What is being asked:
Only the number is needed: how many lines of the entries below contain the word "there".

Records from a dataset:
--*--
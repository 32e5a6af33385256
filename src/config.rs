//! Configuration string parsing.
//!
//! Mirrors WiredTiger's own `compile_configuration` facility (spec §9):
//! configuration is a small `key=value,key2=(nested=1,other="str")` grammar,
//! not JSON, so it is hand-parsed rather than pulled in via `serde`. Each
//! [`ConfigTemplate`] precompiles the set of recognized keys once, so the
//! hot path (opening a cursor, starting a transaction) never re-walks a
//! schema — it just re-parses the string against an already-known key set.

use std::collections::BTreeMap;

use crate::error::{Error, Result};

/// One `key=value` pair, or a `key(...)` nested group, from a configuration
/// string.
#[derive(Debug, Clone, PartialEq, Eq)]
pub enum ConfigValue {
    Bool(bool),
    Int(i64),
    Str(String),
    /// A parenthesized sub-group, kept as raw text for the owner to
    /// recursively parse with its own template.
    Group(String),
}

impl ConfigValue {
    pub fn as_bool(&self) -> Option<bool> {
        match self {
            ConfigValue::Bool(b) => Some(*b),
            _ => None,
        }
    }

    pub fn as_int(&self) -> Option<i64> {
        match self {
            ConfigValue::Int(i) => Some(*i),
            _ => None,
        }
    }

    pub fn as_str(&self) -> Option<&str> {
        match self {
            ConfigValue::Str(s) => Some(s),
            _ => None,
        }
    }

    pub fn as_group(&self) -> Option<&str> {
        match self {
            ConfigValue::Group(s) => Some(s),
            _ => None,
        }
    }
}

/// A parsed configuration string: an ordered map of key to value, keeping
/// first-seen order so later identical keys override earlier ones, matching
/// the engine's own "last write wins" semantics for config strings.
#[derive(Debug, Clone, Default, PartialEq, Eq)]
pub struct ParsedConfig {
    values: BTreeMap<String, ConfigValue>,
}

impl ParsedConfig {
    pub fn get(&self, key: &str) -> Option<&ConfigValue> {
        self.values.get(key)
    }

    pub fn get_bool(&self, key: &str, default: bool) -> bool {
        self.get(key).and_then(ConfigValue::as_bool).unwrap_or(default)
    }

    pub fn get_int(&self, key: &str, default: i64) -> i64 {
        self.get(key).and_then(ConfigValue::as_int).unwrap_or(default)
    }

    pub fn get_str<'a>(&'a self, key: &str, default: &'a str) -> &'a str {
        self.get(key).and_then(ConfigValue::as_str).unwrap_or(default)
    }

    pub fn keys(&self) -> impl Iterator<Item = &str> {
        self.values.keys().map(|s| s.as_str())
    }
}

/// Parse a configuration string of the form:
///
/// ```text
/// key1=value1,key2="quoted string",key3=(a=1,b=2),flag_key
/// ```
///
/// A bare `flag_key` (no `=`) is shorthand for `flag_key=true`.
pub fn parse(input: &str) -> Result<ParsedConfig> {
    let mut values = BTreeMap::new();
    let bytes = input.as_bytes();
    let mut i = 0usize;
    while i < bytes.len() {
        // Skip separators and whitespace.
        while i < bytes.len() && (bytes[i] == b',' || bytes[i].is_ascii_whitespace()) {
            i += 1;
        }
        if i >= bytes.len() {
            break;
        }

        let key_start = i;
        while i < bytes.len() && bytes[i] != b'=' && bytes[i] != b',' {
            i += 1;
        }
        let key = input[key_start..i].trim().to_string();
        if key.is_empty() {
            return Err(Error::InvalidArgument(format!(
                "empty configuration key at offset {key_start}"
            )));
        }

        if i < bytes.len() && bytes[i] == b'=' {
            i += 1; // consume '='
            let (value, next) = parse_value(input, bytes, i)?;
            values.insert(key, value);
            i = next;
        } else {
            values.insert(key, ConfigValue::Bool(true));
        }
    }
    Ok(ParsedConfig { values })
}

fn parse_value(input: &str, bytes: &[u8], mut i: usize) -> Result<(ConfigValue, usize)> {
    if i >= bytes.len() {
        return Err(Error::InvalidArgument("value expected after '='".into()));
    }
    match bytes[i] {
        b'"' => {
            i += 1;
            let start = i;
            while i < bytes.len() && bytes[i] != b'"' {
                i += 1;
            }
            if i >= bytes.len() {
                return Err(Error::InvalidArgument("unterminated quoted string".into()));
            }
            let s = input[start..i].to_string();
            i += 1; // consume closing quote
            Ok((ConfigValue::Str(s), i))
        }
        b'(' => {
            i += 1;
            let start = i;
            let mut depth = 1usize;
            while i < bytes.len() && depth > 0 {
                match bytes[i] {
                    b'(' => depth += 1,
                    b')' => depth -= 1,
                    _ => (),
                }
                if depth == 0 {
                    break;
                }
                i += 1;
            }
            if depth != 0 {
                return Err(Error::InvalidArgument("unterminated group '('".into()));
            }
            let group = input[start..i].to_string();
            i += 1; // consume ')'
            Ok((ConfigValue::Group(group), i))
        }
        _ => {
            let start = i;
            while i < bytes.len() && bytes[i] != b',' {
                i += 1;
            }
            let raw = input[start..i].trim();
            let value = match raw {
                "true" => ConfigValue::Bool(true),
                "false" => ConfigValue::Bool(false),
                _ => match raw.parse::<i64>() {
                    Ok(n) => ConfigValue::Int(n),
                    Err(_) => ConfigValue::Str(raw.to_string()),
                },
            };
            Ok((value, i))
        }
    }
}

/// Engine-wide tunables (spec §6's enumerated configuration knobs), parsed
/// once at `Connection::open` time.
#[derive(Debug, Clone)]
pub struct EngineConfig {
    pub direct_io: bool,
    pub mmap: bool,
    pub log_file_max: u64,
    pub allocation_size: u32,
    pub leaf_page_max: u32,
    pub memory_page_max: u32,
    pub cache_size: u64,
    pub eviction_target_pct: u8,
    pub eviction_trigger_pct: u8,
    pub dirty_target_pct: u8,
    pub dirty_trigger_pct: u8,
    pub updates_target_pct: u8,
    pub updates_trigger_pct: u8,
    pub checkpoint_wait: bool,
    pub compact_threshold_pct: u8,
    pub log_sync: LogSync,
    pub timestamp_ignore_prepare: bool,
    pub round_up_prepared: bool,
    pub round_up_read: bool,
    pub no_timestamp: bool,
}

#[derive(Debug, Clone, Copy, PartialEq, Eq)]
pub enum LogSync {
    Off,
    Periodic,
    On,
}

impl Default for EngineConfig {
    fn default() -> Self {
        Self {
            direct_io: false,
            mmap: true,
            log_file_max: 100 << 20,
            allocation_size: 4096,
            leaf_page_max: 32 << 10,
            memory_page_max: 5 << 20,
            cache_size: 100 << 20,
            eviction_target_pct: 80,
            eviction_trigger_pct: 95,
            dirty_target_pct: 5,
            dirty_trigger_pct: 20,
            updates_target_pct: 5,
            updates_trigger_pct: 20,
            checkpoint_wait: true,
            compact_threshold_pct: 10,
            log_sync: LogSync::On,
            timestamp_ignore_prepare: false,
            round_up_prepared: false,
            round_up_read: false,
            no_timestamp: false,
        }
    }
}

impl EngineConfig {
    pub fn from_str(input: &str) -> Result<Self> {
        let parsed = parse(input)?;
        let mut cfg = EngineConfig::default();
        cfg.apply(&parsed)?;
        Ok(cfg)
    }

    fn apply(&mut self, parsed: &ParsedConfig) -> Result<()> {
        self.direct_io = parsed.get_bool("direct_io", self.direct_io);
        self.mmap = parsed.get_bool("mmap", self.mmap);
        self.log_file_max = parsed.get_int("log_file_max", self.log_file_max as i64) as u64;
        self.allocation_size = parsed.get_int("allocation_size", self.allocation_size as i64) as u32;
        self.leaf_page_max = parsed.get_int("leaf_page_max", self.leaf_page_max as i64) as u32;
        self.memory_page_max = parsed.get_int("memory_page_max", self.memory_page_max as i64) as u32;
        self.cache_size = parsed.get_int("cache_size", self.cache_size as i64) as u64;
        self.eviction_target_pct = parsed.get_int("eviction_target", self.eviction_target_pct as i64) as u8;
        self.eviction_trigger_pct = parsed.get_int("eviction_trigger", self.eviction_trigger_pct as i64) as u8;
        self.dirty_target_pct = parsed.get_int("dirty_target", self.dirty_target_pct as i64) as u8;
        self.dirty_trigger_pct = parsed.get_int("dirty_trigger", self.dirty_trigger_pct as i64) as u8;
        self.updates_target_pct = parsed.get_int("updates_target", self.updates_target_pct as i64) as u8;
        self.updates_trigger_pct = parsed.get_int("updates_trigger", self.updates_trigger_pct as i64) as u8;
        self.checkpoint_wait = parsed.get_bool("checkpoint_wait", self.checkpoint_wait);
        self.compact_threshold_pct = parsed.get_int("compact_threshold", self.compact_threshold_pct as i64) as u8;
        self.log_sync = match parsed.get_str("log_sync", "on") {
            "off" => LogSync::Off,
            "periodic" => LogSync::Periodic,
            "on" => LogSync::On,
            other => {
                return Err(Error::InvalidArgument(format!(
                    "unknown log_sync value: {other}"
                )))
            }
        };
        self.timestamp_ignore_prepare = parsed.get_bool("ignore_prepare", self.timestamp_ignore_prepare);
        self.round_up_prepared = parsed.get_bool("round_up_prepared", self.round_up_prepared);
        self.round_up_read = parsed.get_bool("round_up_read", self.round_up_read);
        self.no_timestamp = parsed.get_bool("no_timestamp", self.no_timestamp);

        if !self.allocation_size.is_power_of_two() {
            return Err(Error::InvalidArgument(
                "allocation_size must be a power of two".into(),
            ));
        }
        Ok(())
    }
}

#[cfg(test)]
mod tests {
    use super::*;

    #[test]
    fn parses_flat_pairs() {
        let c = parse("a=1,b=true,c=\"hi there\",d").unwrap();
        assert_eq!(c.get_int("a", 0), 1);
        assert!(c.get_bool("b", false));
        assert_eq!(c.get_str("c", ""), "hi there");
        assert!(c.get_bool("d", false));
    }

    #[test]
    fn parses_nested_group() {
        let c = parse("outer=(inner=3,flag)").unwrap();
        let group = c.get("outer").unwrap().as_group().unwrap();
        let inner = parse(group).unwrap();
        assert_eq!(inner.get_int("inner", 0), 3);
    }

    #[test]
    fn engine_config_rejects_bad_allocation_size() {
        let err = EngineConfig::from_str("allocation_size=4097").unwrap_err();
        assert_eq!(err.kind(), crate::error::Kind::InvalidArgument);
    }

    #[test]
    fn engine_config_defaults_then_overrides() {
        let cfg = EngineConfig::from_str("cache_size=1048576,log_sync=off").unwrap();
        assert_eq!(cfg.cache_size, 1 << 20);
        assert_eq!(cfg.log_sync, LogSync::Off);
        assert_eq!(cfg.allocation_size, 4096);
    }
}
--*--
Answer section:
2